WASHINGTON (Tuesday, Jan. 27, 2009) – The Senate Judiciary Committee Tuesday morning held a hearing to examine ways to protect American’s personal privacy as the country moves towards a national health information technology system.  Chairman Patrick Leahy (D-Vt.) has worked to secure privacy protections in health care reform legislation, and introduced legislation in the last Congress to strengthen privacy protections in health IT.  Leahy’s full statement follows.  Witness testimony and a live webcast of the hearing are available online

 

Statement of Senator Patrick Leahy

Chairman, Senate Judiciary Committee

Hearing on “Health IT: Protecting Americans’ Privacy in the Digital Age”

January 27, 2009 

 

Today, the Committee holds an important hearing on how best to protect Americans’ health privacy rights as the Nation moves towards a national health IT system.   I have long held the view that American innovation can – and should – play a vital role in improving our Nation’s health care system.  That is why I am pleased that President Obama has called for the immediate investment in health information technology; so that all of America’s medical records are computerized within five years. 
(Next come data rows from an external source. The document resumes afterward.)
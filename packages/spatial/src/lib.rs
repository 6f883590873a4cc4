#![cfg_attr(feature = "fail-on-warnings", deny(warnings))]
#![warn(clippy::all, clippy::pedantic, clippy::nursery, clippy::cargo)]
#![allow(clippy::multiple_crate_versions, clippy::cargo_common_metadata)]

//! In-memory spatial indexes standing in for the geometry engine.
//!
//! [`SpatialIndex`] loads unit polygons from a `GeoJSON` feature
//! collection into an R-tree and answers point-in-unit lookups (used to
//! place street junctions). [`AnchorIndex`] holds catchment anchors in an
//! R-tree and produces the centroid-to-anchor links within a search
//! radius. All coordinates are planar feet.

pub mod anchors;

use std::collections::BTreeSet;

use geo::{Area, Centroid, Contains, MultiPolygon};
use geojson::{GeoJson, JsonValue};
use rstar::{AABB, RTree, RTreeObject};
use thiserror::Error;
use walkability_geography_models::{GeographicUnit, PointFt, UnitId, UnitLocator};

pub use anchors::AnchorIndex;

/// Errors that can occur while loading unit boundaries.
#[derive(Debug, Error)]
pub enum SpatialError {
    /// The document is not valid `GeoJSON`.
    #[error("GeoJSON error: {0}")]
    GeoJson(#[from] geojson::Error),

    /// The document is valid `GeoJSON` but not usable as a unit layer.
    #[error("Boundary error: {message}")]
    Boundary {
        /// Description of what went wrong.
        message: String,
    },
}

/// A unit polygon stored in the R-tree with its attributes.
struct BoundaryEntry {
    id: UnitId,
    population: Option<f64>,
    envelope: AABB<[f64; 2]>,
    polygon: MultiPolygon<f64>,
}

impl RTreeObject for BoundaryEntry {
    type Envelope = AABB<[f64; 2]>;

    fn envelope(&self) -> Self::Envelope {
        self.envelope
    }
}

/// R-tree over unit polygons.
///
/// Units tile the study area without overlap, so a point lookup returns
/// the first containing polygon.
pub struct SpatialIndex {
    units: RTree<BoundaryEntry>,
}

impl SpatialIndex {
    /// Parses a `GeoJSON` `FeatureCollection` of unit polygons.
    ///
    /// `id_property` names the feature property holding the unit id;
    /// `population_property`, if given, names the population property.
    /// Features without a polygon geometry are skipped with a warning.
    ///
    /// # Errors
    ///
    /// * [`SpatialError::GeoJson`] if the document does not parse.
    /// * [`SpatialError::Boundary`] if it is not a feature collection, a
    ///   polygon feature has no id, or two polygon features share an id.
    pub fn from_geojson(
        geojson_str: &str,
        id_property: &str,
        population_property: Option<&str>,
    ) -> Result<Self, SpatialError> {
        let GeoJson::FeatureCollection(collection) = geojson_str.parse::<GeoJson>()? else {
            return Err(SpatialError::Boundary {
                message: "expected a FeatureCollection of unit polygons".to_string(),
            });
        };

        let mut entries = Vec::with_capacity(collection.features.len());
        let mut seen = BTreeSet::new();

        for (index, feature) in collection.features.into_iter().enumerate() {
            let Some(polygon) = feature.geometry.clone().and_then(to_multipolygon) else {
                log::warn!("Skipping unit feature {index}: no polygon geometry");
                continue;
            };

            let id = feature
                .property(id_property)
                .and_then(property_to_string)
                .ok_or_else(|| SpatialError::Boundary {
                    message: format!("unit feature {index} has no '{id_property}' property"),
                })?;

            if !seen.insert(id.clone()) {
                return Err(SpatialError::Boundary {
                    message: format!("unit feature {index} repeats unit id '{id}'"),
                });
            }

            let population = population_property
                .and_then(|name| feature.property(name))
                .and_then(JsonValue::as_f64);

            entries.push(BoundaryEntry {
                id: UnitId::new(id),
                population,
                envelope: compute_envelope(&polygon),
                polygon,
            });
        }

        let units = RTree::bulk_load(entries);
        log::info!("Loaded {} unit boundaries into spatial index", units.size());

        Ok(Self { units })
    }

    /// Number of indexed units.
    #[must_use]
    pub fn len(&self) -> usize {
        self.units.size()
    }

    /// Whether the index holds no units.
    #[must_use]
    pub fn is_empty(&self) -> bool {
        self.units.size() == 0
    }

    /// Look up the unit containing a point.
    #[must_use]
    pub fn lookup_unit(&self, x: f64, y: f64) -> Option<&UnitId> {
        let point = geo::Point::new(x, y);
        let query_env = AABB::from_point([x, y]);

        self.units
            .locate_in_envelope_intersecting(&query_env)
            .find(|entry| entry.polygon.contains(&point))
            .map(|entry| &entry.id)
    }

    /// Derives the unit layer from the indexed polygons: planar area in
    /// square feet and polygon centroid, sorted by unit id.
    #[must_use]
    pub fn units(&self) -> Vec<GeographicUnit> {
        let mut units: Vec<GeographicUnit> = self
            .units
            .iter()
            .map(|entry| GeographicUnit {
                id: entry.id.clone(),
                area_sq_ft: entry.polygon.unsigned_area(),
                population: entry.population,
                centroid: entry.polygon.centroid().map(|c| PointFt::new(c.x(), c.y())),
            })
            .collect();
        units.sort_by(|a, b| a.id.cmp(&b.id));
        units
    }
}

impl UnitLocator for SpatialIndex {
    fn locate(&self, point: PointFt) -> Option<UnitId> {
        self.lookup_unit(point.x, point.y).cloned()
    }
}

fn to_multipolygon(geometry: geojson::Geometry) -> Option<MultiPolygon<f64>> {
    let geo_geom: geo::Geometry<f64> = geometry.try_into().ok()?;
    match geo_geom {
        geo::Geometry::MultiPolygon(mp) => Some(mp),
        geo::Geometry::Polygon(p) => Some(MultiPolygon(vec![p])),
        _ => None,
    }
}

fn property_to_string(value: &JsonValue) -> Option<String> {
    match value {
        JsonValue::String(s) if !s.is_empty() => Some(s.clone()),
        JsonValue::Number(n) => Some(n.to_string()),
        _ => None,
    }
}

/// Compute the bounding box envelope for a [`MultiPolygon`].
fn compute_envelope(mp: &MultiPolygon<f64>) -> AABB<[f64; 2]> {
    use geo::BoundingRect;

    mp.bounding_rect().map_or_else(
        || AABB::from_point([0.0, 0.0]),
        |rect| AABB::from_corners([rect.min().x, rect.min().y], [rect.max().x, rect.max().y]),
    )
}

#[cfg(test)]
mod tests {
    use super::*;

    const TWO_SQUARES: &str = r#"{
        "type": "FeatureCollection",
        "features": [
            {
                "type": "Feature",
                "properties": { "GEOID": "36061000100", "POP": 1200 },
                "geometry": {
                    "type": "Polygon",
                    "coordinates": [[[0, 0], [100, 0], [100, 100], [0, 100], [0, 0]]]
                }
            },
            {
                "type": "Feature",
                "properties": { "GEOID": 36061000200 },
                "geometry": {
                    "type": "Polygon",
                    "coordinates": [[[100, 0], [300, 0], [300, 100], [100, 100], [100, 0]]]
                }
            },
            {
                "type": "Feature",
                "properties": { "GEOID": "ignored" },
                "geometry": { "type": "Point", "coordinates": [5, 5] }
            }
        ]
    }"#;

    #[test]
    fn loads_polygon_features_only() {
        let index = SpatialIndex::from_geojson(TWO_SQUARES, "GEOID", Some("POP")).unwrap();
        assert_eq!(index.len(), 2);
    }

    #[test]
    fn locates_points_in_units() {
        let index = SpatialIndex::from_geojson(TWO_SQUARES, "GEOID", None).unwrap();
        assert_eq!(index.lookup_unit(50.0, 50.0).map(UnitId::as_str), Some("36061000100"));
        assert_eq!(index.lookup_unit(250.0, 50.0).map(UnitId::as_str), Some("36061000200"));
        assert_eq!(index.lookup_unit(500.0, 50.0), None);
        assert_eq!(
            index.locate(PointFt::new(150.0, 10.0)),
            Some(UnitId::from("36061000200"))
        );
    }

    #[test]
    fn derives_units_from_polygons() {
        let index = SpatialIndex::from_geojson(TWO_SQUARES, "GEOID", Some("POP")).unwrap();
        let units = index.units();

        assert_eq!(units.len(), 2);
        assert_eq!(units[0].id.as_str(), "36061000100");
        assert!((units[0].area_sq_ft - 10_000.0).abs() < 1e-9);
        assert_eq!(units[0].population, Some(1200.0));
        assert_eq!(units[0].centroid, Some(PointFt::new(50.0, 50.0)));
        assert!((units[1].area_sq_ft - 20_000.0).abs() < 1e-9);
        assert_eq!(units[1].population, None);
    }

    #[test]
    fn rejects_features_without_ids() {
        let doc = r#"{
            "type": "FeatureCollection",
            "features": [{
                "type": "Feature",
                "properties": {},
                "geometry": {
                    "type": "Polygon",
                    "coordinates": [[[0, 0], [1, 0], [1, 1], [0, 0]]]
                }
            }]
        }"#;
        assert!(matches!(
            SpatialIndex::from_geojson(doc, "GEOID", None),
            Err(SpatialError::Boundary { .. })
        ));
    }

    #[test]
    fn rejects_non_collections() {
        let doc = r#"{ "type": "Point", "coordinates": [0, 0] }"#;
        assert!(matches!(
            SpatialIndex::from_geojson(doc, "GEOID", None),
            Err(SpatialError::Boundary { .. })
        ));
    }

    #[test]
    fn rejects_repeated_unit_ids() {
        let doc = r#"{
            "type": "FeatureCollection",
            "features": [
                {
                    "type": "Feature",
                    "properties": { "GEOID": "A" },
                    "geometry": {
                        "type": "Polygon",
                        "coordinates": [[[0, 0], [1, 0], [1, 1], [0, 0]]]
                    }
                },
                {
                    "type": "Feature",
                    "properties": { "GEOID": "A" },
                    "geometry": {
                        "type": "Polygon",
                        "coordinates": [[[5, 5], [6, 5], [6, 6], [5, 5]]]
                    }
                }
            ]
        }"#;
        match SpatialIndex::from_geojson(doc, "GEOID", None) {
            Err(SpatialError::Boundary { message }) => assert!(message.contains("'A'")),
            Err(other) => panic!("expected a boundary error, got {other}"),
            Ok(_) => panic!("expected repeated ids to be rejected"),
        }
    }
}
In America today, if you have a health record, you have a health privacy problem.  The explosion of electronic health records, digital databases, and the Internet is fueling a growing supply of and demand for Americans’ health information. 

The ability to easily access this information electronically – often by the click of a mouse, or a few key strokes on a computer – can be very useful in providing more cost-effective health care.  But, the use of advancing technologies to access and share health information can also lead to a loss of personal privacy.   

Without adequate safeguards to protect health privacy, many Americans will simply not seek the medical treatment that they need for fear that their sensitive health information will be disclosed without their consent.  And those who do seek medical treatment assume the risk of data security breaches and other privacy violations.  Likewise, health care providers who perceive the privacy risks associated with health IT systems as inconsistent with their professional obligations will avoid participating in a national health IT system. 

In my state of Vermont, we have formed a public-private partnership that is charged with developing Vermont's statewide electronic health information system, including a policy on privacy.  I believe that in order for a national health IT system to succeed, we in Congress should follow Vermont’s good example and work together with public and private stakeholders to ensure the privacy and security of electronic health records.    That is why I have worked very hard for more than a decade with Senator Kennedy – a tireless champion of health IT – many other Members of Congress on both sides of the aisle, and numerous stakeholders in the public and private sectors, to craft bipartisan health privacy legislation. I will continue to work on this pressing issue during the 111th Congress.

Recently, some have suggested that addressing privacy in health IT legislation is too hard and that Congress should simply put off this issue for another day.  But, without meaningful privacy safeguards, our Nation’s health IT system will fail its citizens.

In his inaugural address, President Obama eloquently noted that in our new era of responsibility “there is nothing so satisfying to the spirit, so defining of our character than giving our all to a difficult task.”  Today’s hearing is an important step towards tackling the difficult, but essential task of ensuring meaningful health information privacy for all Americans. 

The first hearing that I held when I resumed the Chairmanship at the start of the last Congress was a hearing on privacy and, once again, one of the Committee’s first hearings for this new Congress is on privacy.  We have a distinguished panel of privacy experts, government officials and consumer advocates to help us examine this issue.  I thank all of our witnesses for appearing today and I look forward to a productive discussion.